In the Sumerian myth “The Descent of Inanna,” the Goddess decides to go on a journey into the underworld, which is not her natural realm, to visit her sister, who has just lost her husband.
Inanna, in preparation for her journey into the underworld, decks herself out in all of the emblems of her power, called the mes. The mes are the signifiers of civilization itself, and she adorns herself completely, positioning herself in a place of strength as she descends into this realm that is not her own.
Once she is wrapped completely in her place of power, she begins her descent toward the underworld, but shortly into her journey she encounters a gate, and a gatekeeper. The gatekeeper demands that a price be paid to cross the gate, and she must give one of her symbols in order to pass.

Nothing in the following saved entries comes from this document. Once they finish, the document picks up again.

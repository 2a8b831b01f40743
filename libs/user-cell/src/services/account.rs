use serde_json::json;
use tracing::{debug, info};

use shared_config::AppConfig;
use shared_database::supabase::SupabaseClient;

use crate::models::{UserAccount, UserError};

pub struct AccountService {
    supabase: SupabaseClient,
}

impl AccountService {
    pub fn new(config: &AppConfig) -> Self {
        Self {
            supabase: SupabaseClient::new(config),
        }
    }

    /// Insert-or-update a profile by email. The store merges by the unique
    /// email column, so an existing role survives a profile refresh.
    pub async fn upsert_user(
        &self,
        email: &str,
        name: Option<String>,
    ) -> Result<UserAccount, UserError> {
        debug!("Upserting user {}", email);

        let mut row = json!({ "email": email });
        if let Some(name) = name {
            row["name"] = json!(name);
        }

        let rows = self
            .supabase
            .upsert("users", "email", row)
            .await
            .map_err(|e| UserError::DatabaseError(e.to_string()))?;

        let row = rows
            .into_iter()
            .next()
            .ok_or_else(|| UserError::DatabaseError("Upsert returned no row".to_string()))?;

        serde_json::from_value(row)
            .map_err(|e| UserError::DatabaseError(format!("Failed to parse user: {}", e)))
    }

    pub async fn list_users(&self) -> Result<Vec<UserAccount>, UserError> {
        let rows = self
            .supabase
            .select("users", "select=*")
            .await
            .map_err(|e| UserError::DatabaseError(e.to_string()))?;

        rows.into_iter()
            .map(serde_json::from_value)
            .collect::<Result<Vec<UserAccount>, _>>()
            .map_err(|e| UserError::DatabaseError(format!("Failed to parse users: {}", e)))
    }

    pub async fn get_user(&self, email: &str) -> Result<Option<UserAccount>, UserError> {
        let query = format!("email=eq.{}", urlencoding::encode(email));
        let rows = self
            .supabase
            .select("users", &query)
            .await
            .map_err(|e| UserError::DatabaseError(e.to_string()))?;

        match rows.into_iter().next() {
            Some(row) => serde_json::from_value(row)
                .map(Some)
                .map_err(|e| UserError::DatabaseError(format!("Failed to parse user: {}", e))),
            None => Ok(None),
        }
    }

    /// Privileged role elevation; the caller's admin check happens upstream.
    pub async fn grant_admin(&self, email: &str) -> Result<UserAccount, UserError> {
        let query = format!("email=eq.{}", urlencoding::encode(email));
        let rows = self
            .supabase
            .update("users", &query, json!({ "role": "admin" }))
            .await
            .map_err(|e| UserError::DatabaseError(e.to_string()))?;

        let row = rows.into_iter().next().ok_or(UserError::NotFound)?;

        let account: UserAccount = serde_json::from_value(row)
            .map_err(|e| UserError::DatabaseError(format!("Failed to parse user: {}", e)))?;

        info!("Granted admin role to {}", email);
        Ok(account)
    }
}
use serde::Deserialize;

/// Price in the site's display currency (dollars); converted to the
/// processor's smallest-unit amount at request time.
#[derive(Debug, Clone, Deserialize)]
pub struct PaymentIntentRequest {
    pub price: f64,
}
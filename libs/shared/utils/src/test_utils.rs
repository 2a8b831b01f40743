use std::sync::Arc;

use base64::{engine::general_purpose, Engine as _};
use chrono::{Duration, Utc};
use hmac::{Hmac, Mac};
use serde_json::json;
use sha2::Sha256;

use shared_config::AppConfig;
use shared_models::auth::Identity;

pub struct TestConfig {
    pub jwt_secret: String,
    pub supabase_url: String,
    pub supabase_service_key: String,
    pub stripe_secret_key: String,
    pub stripe_api_base: String,
    pub sendgrid_api_key: String,
    pub sendgrid_api_base: String,
}

impl Default for TestConfig {
    fn default() -> Self {
        Self {
            jwt_secret: "test-secret-key-for-jwt-validation-must-be-long-enough".to_string(),
            supabase_url: "http://localhost:54321".to_string(),
            supabase_service_key: "test-service-key".to_string(),
            stripe_secret_key: "sk_test_key".to_string(),
            stripe_api_base: "http://localhost:12111".to_string(),
            // Empty key leaves the mailer disabled unless a test opts in
            sendgrid_api_key: String::new(),
            sendgrid_api_base: "http://localhost:12112".to_string(),
        }
    }
}

impl TestConfig {
    /// Point the store client at a mock server.
    pub fn with_store_url(mut self, url: &str) -> Self {
        self.supabase_url = url.to_string();
        self
    }

    pub fn with_stripe_base(mut self, url: &str) -> Self {
        self.stripe_api_base = url.to_string();
        self
    }

    pub fn with_sendgrid_base(mut self, url: &str) -> Self {
        self.sendgrid_api_base = url.to_string();
        self
    }

    /// Enable the mailer; it stays disabled while the key is empty.
    pub fn with_sendgrid_key(mut self, key: &str) -> Self {
        self.sendgrid_api_key = key.to_string();
        self
    }

    pub fn without_stripe_key(mut self) -> Self {
        self.stripe_secret_key = String::new();
        self
    }

    pub fn to_app_config(&self) -> AppConfig {
        AppConfig {
            supabase_url: self.supabase_url.clone(),
            supabase_service_key: self.supabase_service_key.clone(),
            jwt_secret: self.jwt_secret.clone(),
            stripe_secret_key: self.stripe_secret_key.clone(),
            stripe_api_base: self.stripe_api_base.clone(),
            sendgrid_api_key: self.sendgrid_api_key.clone(),
            sendgrid_api_base: self.sendgrid_api_base.clone(),
            email_sender: "noreply@doctorsportal.example".to_string(),
        }
    }

    pub fn to_arc(&self) -> Arc<AppConfig> {
        Arc::new(self.to_app_config())
    }
}

pub fn test_identity(email: &str) -> Identity {
    Identity {
        email: email.to_string(),
    }
}

pub struct JwtTestUtils;

impl JwtTestUtils {
    pub fn create_test_token(email: &str, secret: &str, exp_hours: Option<i64>) -> String {
        let now = Utc::now();
        let exp = now + Duration::hours(exp_hours.unwrap_or(1));

        let header = json!({
            "alg": "HS256",
            "typ": "JWT"
        });

        let payload = json!({
            "sub": email,
            "email": email,
            "iat": now.timestamp(),
            "exp": exp.timestamp()
        });

        let header_encoded = general_purpose::URL_SAFE_NO_PAD.encode(header.to_string());
        let payload_encoded = general_purpose::URL_SAFE_NO_PAD.encode(payload.to_string());

        let signing_input = format!("{}.{}", header_encoded, payload_encoded);

        let mut mac = Hmac::<Sha256>::new_from_slice(secret.as_bytes())
            .expect("HMAC can take key of any size");
        mac.update(signing_input.as_bytes());
        let signature = mac.finalize().into_bytes();
        let signature_encoded = general_purpose::URL_SAFE_NO_PAD.encode(signature);

        format!("{}.{}", signing_input, signature_encoded)
    }

    pub fn create_expired_token(email: &str, secret: &str) -> String {
        Self::create_test_token(email, secret, Some(-1))
    }

    pub fn create_invalid_signature_token(email: &str) -> String {
        Self::create_test_token(email, "wrong-secret", Some(1))
    }

    pub fn create_malformed_token() -> String {
        "invalid.token.format".to_string()
    }
}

There are seven gates, and seven mes. At each one, a piece of herself, and her power, is stripped away. When she arrives in her sister’s throne room, she is completely naked, and in a final act of gatekeeping, her life is taken from her as well, and her corpse is hung on a meat hook.
There are deep psychological and mythic implications for modern mythic journeys that can be gleaned from Inanna’s experiences in this myth. So often, in order to move through our heroic journeys, we must pass through gates, and at each passing something of who we were before is lost to us.
These symbols change, for each person’s story, but consider some common mes that must be given. Our wedding rings, if we’re going through a divorce. Our hair, if we’re being treated for cancer. Our status and place the culture of a company or a community, if we get laid off, or if a schism happens in our community.
These are all mes, much like Inanna’s. We give them up, as we must, in order to be transformed into the new person that we are becoming.
By speaking of gatekeeping in the modern, pejorative way, we rob it of so much of its power. We need our gatekeepers, because part of their function archetypally is to show us whether or not we’re ready to move forward. You want to sell your art, but you can’t find an agent, or a gallery who wants to take you on. These people are essential gatekeepers, telling us that we have more work to do before we’re ready to share.
Many of us have gatekeepers in our lives, and that might frustrate us, or make us angry. We’re so often used to getting what we want, and it can be rough to be told no. What if, instead, we saw the gatekeeping as an important message? We need to ask ourselves, what if I’m not ready?
There is another side to this gatekeeper archetype as well, of course. Sometimes gatekeepers are fulfilling the role to stop people from doing what they should be doing. It can be a denial of essential progress, a way to stop change from happening. This must be true, both sides of this archetype, because understanding myth and archetype is never linear or simple. Sometimes gatekeepers allow for essential growth to happen before the gate is passed, and other times they are holding the old ways in place too much.
Which one is stopping you? Do you need to grow and bring more to the place you’re in, or do you need to find a way around the gatekeeper, and make a whole new path? Inanna passed through the gates, and came back through them from the other direction in the second half of this myth, after she is resurrected.
However, in the story of the Gordian Knot, Alexander is “gatekept” by the knot itself, but he isn’t interested in following the old ways of doing things, so he slices the knot open and enters the city as its conqueror.
Are you Inanna, or Alexander? The myths, and your unconscious mind, they will show you the way.